University of Cincinnati researchers have found additional ways to target the molecular processes involved in activating a certain protein complex to potentially develop new therapies for a tumor-causing disorder. The findings were published in the journal Nature Metabolism.
“Tuberous sclerosis complex, or TSC, is a genetic disorder that causes tumors to form in many different organs including the brain and affects as many as 50,000 people in the U.S. yearly,” says Dr. Chenran Wang, co-corresponding and leading author of the paper and assistant professor in the UC Department of Cancer Biology. “TSC can also affect the brain by causing seizures and autism, among other issues, in newborns and adults. In this condition, the mutations in the genes called Tsc1 or Tsc2 lead to loss of their tumor suppressing functions, which in turn, results in the hyper activation of mTORC1 and its abnormal function, which is responsible for the multiple symptoms of TSC.”
Known as a “master regulator” of cells, mTORC1 is involved in causing the activity of most cell growth; however, it does not promote autophagy — a regulation method when a cell basically eats itself and an efficient way for fuel generation inside cells.
In this research, scientists saw higher autophagy activity in cells without Tsc1; they then created a “double knockout” animal model — a model without both Tsc1 and an essential autophagy protein, FIP200, present in the developing nervous system and in adult neural stem cells.

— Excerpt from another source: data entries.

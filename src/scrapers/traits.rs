use crate::models::ListingRecord;
use anyhow::Result;
use async_trait::async_trait;
use url::Url;

/// Loads result pages for the pagination loop.
/// Implementations block until the page is fully loaded and own any timeout policy.
pub trait PageFetcher {
    /// Fetch `url` and return the rendered page source
    fn fetch(&mut self, url: &Url) -> Result<String>;

    /// Short name used in logs
    fn name(&self) -> &'static str;
}

impl<F: PageFetcher + ?Sized> PageFetcher for &mut F {
    fn fetch(&mut self, url: &Url) -> Result<String> {
        (**self).fetch(url)
    }

    fn name(&self) -> &'static str {
        (**self).name()
    }
}

impl<F: PageFetcher + ?Sized> PageFetcher for Box<F> {
    fn fetch(&mut self, url: &Url) -> Result<String> {
        (**self).fetch(url)
    }

    fn name(&self) -> &'static str {
        (**self).name()
    }
}

/// Destination for parsed listings
#[async_trait]
pub trait ListingSink: Send + Sync {
    /// Persist a batch of listings
    async fn write(&self, listings: &[ListingRecord]) -> Result<()>;
}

“Using this unique model, we uncovered the essential functions of autophagy as a way to keep mTORC1 activity high and to show the abnormal development of neural stem cells without Tsc1,” Wang adds.
Researchers looked at the molecular and metabolic mechanisms of autophagy involved in maintaining high mTORC1 activity and found that it was needed to activate the energy storage, namely lipid droplets in the cells without Tsc mutation.
“The breakdown of lipid droplets by autophagy supplied fatty acid as an energy source to sustain energy production in Tsc1-deficient neural stem cells,” Wang says. “We also used pharmacological methods to target autophagy and block fatty acids used to treat defects, mimicking human TSC symptoms in these models.”
Corresponding author on the study Jun-Lin Guan says these results are key in expanding knowledge of the formation of this disease and how it can be targeted at the molecular level.
“We are now more informed about the signaling pathways and metabolic alterations involved in TSC caused by Tsc gene mutations and overactive mTORC1,” says the Francis Brunning Endowed Chair and professor of cancer biology at UC. “This will help in the development of new therapeutic concepts for treatment of patients with this devastating disease.”